Je suis frigorifiée et je peine à tenir sur mes jambes. Chris est derrière et tout contre moi. Il s'excuse d'avoir refermé violement la porte.

Je vois qu'il galère à trouver un comportement correct avec moi sans me faire peur. Alors je me retourne et je tente de lui sourire pour le rassurer, mais ma tentative doit plutôt ressembler à une grimace car ses yeux se voilent.

Je pourrais presque croire qu'il va pleurer. Cependant, il garde une expression sévère, avance tout doucement et prend délicatement mon visage en coupe comme s'il avait peur de me casser en deux. Ses pouces caressent mes pommettes et ses yeux essaient de me sonder mais je ne laisse rien transparaître.

Je reste impassible. Je ne craquerai pas. Je suis forte. Finalement, il pose ses lèvres sur mon front et s'y attarde longuement.

Ma température paraît encore chuter davantage. Je frisonne. Et je le sens trembler tout contre moi. Mes barrières peinent à rester debout.

Quelque chose en moi se brise.
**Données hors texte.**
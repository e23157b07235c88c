use anyhow::{Context, Result};
use clap::Parser;
use skywatch::TrackerConfig;
use skywatch::tle::{CatalogLoader, CelestrakFetcher};
use skywatch::tracking::{TrackingScheduler, TrackingSnapshot, filter_positions, first_match};
use std::path::PathBuf;
use std::sync::Arc;
use tracing::{info, warn};
use tracing_subscriber::EnvFilter;

#[derive(Parser, Debug)]
#[command(name = "skywatch", version, about = "Live satellite tracker")]
struct Cli {
    /// JSON configuration file
    #[arg(short, long)]
    config: Option<PathBuf>,

    /// Skip CelesTrak and use the embedded snapshot
    #[arg(long)]
    offline: bool,

    /// Override the CelesTrak GP endpoint
    #[arg(long)]
    base_url: Option<String>,

    /// Track the first object whose name contains this text
    #[arg(short, long)]
    select: Option<String>,

    /// Only print objects whose name contains this text
    #[arg(short = 'q', long)]
    search: Option<String>,

    /// Stop after this many ticks (runs until Ctrl-C otherwise)
    #[arg(short = 'n', long)]
    ticks: Option<u64>,

    /// Print each snapshot as one JSON line
    #[arg(long)]
    json: bool,
}

fn print_snapshot(snapshot: &TrackingSnapshot, search: Option<&str>, json: bool) -> Result<()> {
    let positions = filter_positions(&snapshot.positions, search.unwrap_or(""));
    if json {
        let mut line = serde_json::to_value(snapshot)?;
        line["positions"] = serde_json::to_value(&positions)?;
        println!("{line}");
        return Ok(());
    }

    println!(
        "tick {} [{:?}] {} objects shown / {} tracked",
        snapshot.tick,
        snapshot.status,
        positions.len(),
        snapshot.positions.len()
    );
    if search.is_some() {
        for p in &positions {
            println!(
                "  {:<28} {:>8.3} {:>9.3} {:>8.1} km {:>6.3} km/s",
                p.name, p.latitude, p.longitude, p.altitude, p.speed
            );
        }
    }
    if let Some(telemetry) = &snapshot.telemetry {
        let p = &telemetry.position;
        println!(
            "  > {} lat {:.3} lon {:.3} alt {:.1} km speed {:.3} km/s{}",
            p.name,
            p.latitude,
            p.longitude,
            p.altitude,
            p.speed,
            if telemetry.stale { " (stale)" } else { "" }
        );
    }
    if let Some(path) = &snapshot.orbit_path {
        println!(
            "  > orbit ring {} points, period {:.1} min",
            path.points.len(),
            path.period_minutes
        );
    }
    Ok(())
}

#[tokio::main]
async fn main() -> Result<()> {
    tracing_subscriber::fmt()
        .with_env_filter(
            EnvFilter::try_from_default_env().unwrap_or_else(|_| EnvFilter::new("info")),
        )
        .with_writer(std::io::stderr)
        .init();

    let cli = Cli::parse();

    let mut config = match &cli.config {
        Some(path) => TrackerConfig::from_json_file(path)?,
        None => TrackerConfig::default(),
    };
    if cli.offline {
        config.catalog.offline = true;
    }
    if let Some(url) = &cli.base_url {
        config.catalog.base_url = url.clone();
    }

    let fetcher = CelestrakFetcher::new(
        config.catalog.base_url.clone(),
        config.catalog.request_timeout(),
    )?;
    let catalog = CatalogLoader::new(fetcher, config.catalog.clone())
        .load()
        .await;

    let mut scheduler = TrackingScheduler::new(config.scheduler.clone());
    scheduler.install_catalog(Arc::new(catalog))?;
    let handle = scheduler.start()?;
    let mut snapshots = handle.subscribe();
    let mut pending_selection = cli.select.clone();

    let mut printed = 0u64;
    loop {
        tokio::select! {
            changed = snapshots.changed() => {
                changed.context("tracker stopped publishing")?;
            }
            _ = tokio::signal::ctrl_c() => {
                info!("interrupted");
                break;
            }
        }
        let snapshot = snapshots.borrow_and_update().clone();

        if let Some(query) = pending_selection.take() {
            let selection = handle.selection();
            match first_match(&snapshot.positions, &query) {
                Some(p) => selection.select(p.name.clone()),
                None => warn!("no tracked object matches {:?}", query),
            }
            if let Some(name) = selection.current() {
                info!("tracking {}", name);
            }
        }

        print_snapshot(&snapshot, cli.search.as_deref(), cli.json)?;
        printed += 1;
        if cli.ticks.is_some_and(|n| printed >= n) {
            break;
        }
    }

    handle.stop().await?;
    Ok(())
}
Mes épaules s'affaissent. Je ne suis plus qu'une enveloppe humaine qui est secouée par des sanglots que je ne retiens plus. Ma respiration s'accélère et je peine à retrouver mon souffle.

Je m'effondre contre lui tandis qu'il m'enserre de ses bras et me compresse fortement contre son torse, sa bouche dans mes cheveux.

Je ne pensais pas revivre l'enfer depuis le 23 août 2014 mais je m'étais trompée.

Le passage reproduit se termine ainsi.